De acordo com o Cepea (Centro de Estudos Avançados em Economia Aplicada), o café colhido nesta temporada apresenta peso inferior à média histórica, o que força os agricultores a utilizarem mais grãos beneficiados. Normalmente, são necessários de 7 a 8 “saquinhos” para fechar uma saca. Em 2025, no entanto, há relatos de produtores que precisaram de até 12.
A Fundação Procafé estima que 86% dos cafeicultores já finalizaram a colheita no país. Na Cooxupé, a maior cooperativa de café do mundo, o índice chega a 83,9% no Sul de Minas. Neste momento, a maior parte dos trabalhadores está dedicada à varrição, etapa em que são recolhidos os grãos que permaneceram no chão da lavoura.
Pesquisadores explicam que o baixo volume de chuvas e as temperaturas acima da média durante o outono e o inverno de 2024 enfraqueceram as lavouras.

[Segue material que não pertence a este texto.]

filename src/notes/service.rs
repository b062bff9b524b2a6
use time::OffsetDateTime;

use super::model::{DeletedNote, Note, NoteId, NoteInput, NoteList};
use super::repo::NoteStore;
use super::validation::{FieldErrors, validate_note};

#[derive(Debug, thiserror::Error)]
pub enum NoteError {
    #[error("note {0} not found")]
    NotFound(NoteId),

    #[error("invalid note: {0}")]
    Validation(FieldErrors),

    #[error("store error: {0}")]
    Store(#[from] sqlx::Error),
}

pub type NoteResult<T> = Result<T, NoteError>;

#[derive(Debug, Clone)]
pub struct NoteService<S: NoteStore> {
    store: S,
}

impl<S: NoteStore> NoteService<S> {
    pub fn new(store: S) -> Self {
        Self { store }
    }

    pub async fn list_notes(&self) -> NoteResult<NoteList> {
        let notes = self.store.find_all().await?;
        let total = notes.len();
        Ok(NoteList { notes, total })
    }

    pub async fn get_note(&self, id: NoteId) -> NoteResult<Note> {
        self.store
            .find_by_id(id)
            .await?
            .ok_or(NoteError::NotFound(id))
    }

    pub async fn create_note(&self, input: &NoteInput) -> NoteResult<Note> {
        let fields = validate_note(input).map_err(|errors| {
            tracing::debug!(%errors, "note creation rejected");
            NoteError::Validation(errors)
        })?;

        let note = self.store.insert(&fields, OffsetDateTime::now_utc()).await?;
        tracing::info!(note_id = note.id, title = %note.title, "note created");
        Ok(note)
    }

    pub async fn update_note(&self, id: NoteId, input: &NoteInput) -> NoteResult<Note> {
        let current = self.get_note(id).await?;

        let fields = validate_note(input).map_err(|errors| {
            tracing::debug!(note_id = id, %errors, "note update rejected");
            NoteError::Validation(errors)
        })?;

        // keeps created_at <= updated_at if the clock steps back
        let updated_at = OffsetDateTime::now_utc().max(current.created_at);
        let note = self
            .store
            .update(id, &fields, updated_at)
            .await?
            .ok_or(NoteError::NotFound(id))?;

        tracing::info!(note_id = note.id, title = %note.title, "note updated");
        Ok(note)
    }

    pub async fn delete_note(&self, id: NoteId) -> NoteResult<DeletedNote> {
        let note = self.get_note(id).await?;

        if !self.store.delete(id).await? {
            return Err(NoteError::NotFound(id));
        }

        tracing::info!(note_id = id, title = %note.title, "note deleted");
        Ok(DeletedNote {
            id,
            title: note.title,
        })
    }
}
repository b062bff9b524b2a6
use sqlx::SqlitePool;

use crate::notes::{NoteService, SqliteNoteStore};

pub mod app;
pub mod config;
pub mod core;
pub mod error;
pub mod notes;

#[derive(Clone)]
pub struct AppState {
    pub db: SqlitePool,
    pub notes: NoteService<SqliteNoteStore>,
}

impl AppState {
    pub fn new(db: SqlitePool) -> Self {
        let notes = NoteService::new(SqliteNoteStore::new(db.clone()));
        Self { db, notes }
    }
}
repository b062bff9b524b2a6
pub mod http;
use std::fmt::Write as _;

use time::{OffsetDateTime, macros::format_description};

use crate::notes::{FieldErrors, Note, NoteId, NoteInput, NoteList, TITLE_MAX_CHARS};

const STYLE: &str = r#"
  body { font-family: system-ui, sans-serif; max-width: 48rem; margin: 2rem auto; padding: 0 1rem; }
  .note { background: #fff9b1; border-radius: 4px; padding: 0.75rem 1rem; margin-bottom: 1rem; }
  .note h2 { margin: 0 0 0.5rem; font-size: 1.2rem; }
  .content { white-space: pre-wrap; }
  .meta { color: #666; font-size: 0.85rem; }
  .flash { background: #e6f4ea; border-left: 4px solid #1e8e3e; padding: 0.5rem 1rem; }
  .errorlist { color: #b00020; margin: 0.25rem 0; padding-left: 1rem; }
  label { display: block; font-weight: 600; margin-top: 1rem; }
  input[type=text], textarea { width: 100%; box-sizing: border-box; }
  .actions { margin-top: 1rem; }
"#;

#[derive(Debug, Clone, Copy, PartialEq, Eq)]
pub enum FormAction {
    Create,
    Update(NoteId),
}

impl FormAction {
    fn label(self) -> &'static str {
        match self {
            FormAction::Create => "Create",
            FormAction::Update(_) => "Update",
        }
    }

    fn target(self) -> String {
        match self {
            FormAction::Create => "/notes/create/".to_string(),
            FormAction::Update(id) => format!("/notes/{id}/edit/"),
        }
    }

    fn cancel(self) -> String {
        match self {
            FormAction::Create => "/notes/".to_string(),
            FormAction::Update(id) => format!("/notes/{id}/"),
        }
    }
}

pub fn escape(s: &str) -> String {
    s.replace('&', "&amp;")
        .replace('<', "&lt;")
        .replace('>', "&gt;")
        .replace('"', "&quot;")
        .replace('\'', "&#x27;")
}

fn timestamp(at: OffsetDateTime) -> String {
    at.format(format_description!("[year]-[month]-[day] [hour]:[minute] UTC"))
        .unwrap_or_else(|_| at.to_string())
}

fn layout(title: &str, body: &str) -> String {
    format!(
        r#"<!doctype html>
<html lang="en">
<head>
  <meta charset="utf-8" />
  <meta name="viewport" content="width=device-width, initial-scale=1" />
  <title>{title} | Sticky Notes</title>
  <style>{STYLE}</style>
</head>
<body>
  <header><a href="/notes/">Sticky Notes</a></header>
  <main>
{body}
  </main>
</body>
</html>
"#,
        title = escape(title),
    )
}

fn flash(message: Option<&str>) -> String {
    match message {
        Some(msg) => format!("<p class=\"flash\">{}</p>\n", escape(msg)),
        None => String::new(),
    }
}

fn meta(note: &Note) -> String {
    format!(
        r#"<p class="meta">Created {} &middot; Updated {}</p>"#,
        timestamp(note.created_at),
        timestamp(note.updated_at)
    )
}

pub fn note_list_page(list: &NoteList, message: Option<&str>) -> String {
    let mut body = flash(message);
    let _ = writeln!(body, "<h1>My Notes</h1>");
    let _ = writeln!(
        body,
        r#"<p>Total notes: <strong id="total-notes">{}</strong> &middot; <a href="/notes/create/">New note</a></p>"#,
        list.total
    );

    if list.notes.is_empty() {
        let _ = writeln!(
            body,
            r#"<p class="empty">No notes yet! <a href="/notes/create/">Create your first note</a>.</p>"#
        );
    }

    for note in &list.notes {
        let _ = writeln!(
            body,
            r#"<article class="note">
  <h2><a href="/notes/{id}/">{title}</a></h2>
  <div class="content">{content}</div>
  {meta}
</article>"#,
            id = note.id,
            title = escape(&note.title),
            content = escape(&note.content),
            meta = meta(note),
        );
    }

    layout("My Notes", &body)
}

pub fn note_detail_page(note: &Note, message: Option<&str>) -> String {
    let body = format!(
        r#"{flash}<article class="note">
  <h1>{title}</h1>
  <div class="content">{content}</div>
  {meta}
</article>
<p class="actions">
  <a href="/notes/{id}/edit/">Edit</a> &middot;
  <a href="/notes/{id}/delete/">Delete</a> &middot;
  <a href="/notes/">Back to all notes</a>
</p>"#,
        id = note.id,
        title = escape(&note.title),
        content = escape(&note.content),
        meta = meta(note),
        flash = flash(message),
    );

    layout(&note.title, &body)
}

fn field_error(message: Option<&str>) -> String {
    match message {
        Some(msg) => format!(r#"<ul class="errorlist"><li>{}</li></ul>"#, escape(msg)),
        None => String::new(),
    }
}

pub fn note_form_page(action: FormAction, input: &NoteInput, errors: &FieldErrors) -> String {
    let heading = format!("{} Note", action.label());
    let body = format!(
        r#"<h1>{heading}</h1>
<form method="post" action="{target}">
  <label for="id_title">Title</label>
  {title_error}
  <input type="text" id="id_title" name="title" maxlength="{max}" placeholder="Enter note title" value="{title}" />
  <small>Maximum {max} characters</small>
  <label for="id_content">Content</label>
  {content_error}
  <textarea id="id_content" name="content" rows="6" placeholder="Enter note content">{content}</textarea>
  <small>Add your note content here</small>
  <p class="actions">
    <button type="submit">{label}</button>
    <a href="{cancel}">Cancel</a>
  </p>
</form>"#,
        target = action.target(),
        cancel = action.cancel(),
        label = action.label(),
        max = TITLE_MAX_CHARS,
        title_error = field_error(errors.title.as_deref()),
        content_error = field_error(errors.content.as_deref()),
        title = escape(input.title.as_deref().unwrap_or_default()),
        content = escape(input.content.as_deref().unwrap_or_default()),
    );

    layout(&heading, &body)
}

pub fn confirm_delete_page(note: &Note) -> String {
    let body = format!(
        r#"<h1>Delete Note</h1>
<p>Are you sure you want to delete "<strong>{title}</strong>"? This cannot be undone.</p>
<form method="post" action="/notes/{id}/delete/">
  <p class="actions">
    <button type="submit">Yes, delete</button>
    <a href="/notes/{id}/">Cancel</a>
  </p>
</form>"#,
        id = note.id,
        title = escape(&note.title),
    );

    layout("Delete Note", &body)
}

pub fn not_found_page() -> String {
    layout(
        "Not Found",
        r#"<h1>Not Found</h1>
<p>The note you are looking for does not exist. <a href="/notes/">Back to all notes</a>.</p>"#,
    )
}

pub fn server_error_page() -> String {
    layout(
        "Server Error",
        "<h1>Server Error</h1>\n<p>Something went wrong. Please try again.</p>",
    )
}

A situação se agravou com a escassez de precipitações registrada entre fevereiro e março de 2025, período crucial de granação e maturação dos frutos.
No mercado, os reflexos já são percebidos. A avaliação de analistas é de que a quebra é concreta, mesmo que os números oficiais ainda não tenham sido divulgados. A justificativa é climática: a seca e outros fatores ambientais comprometeram diretamente o peso do grão.
Além disso, há incertezas em relação ao futuro. Especialistas alertam que os efeitos desta safra podem se prolongar, atingindo a produtividade de 2026. O preço do café, por sua vez, já apresenta tendência de alta nas últimas semanas, movimento atribuído justamente à percepção de quebra de safra e às projeções incertas sobre a próxima produção.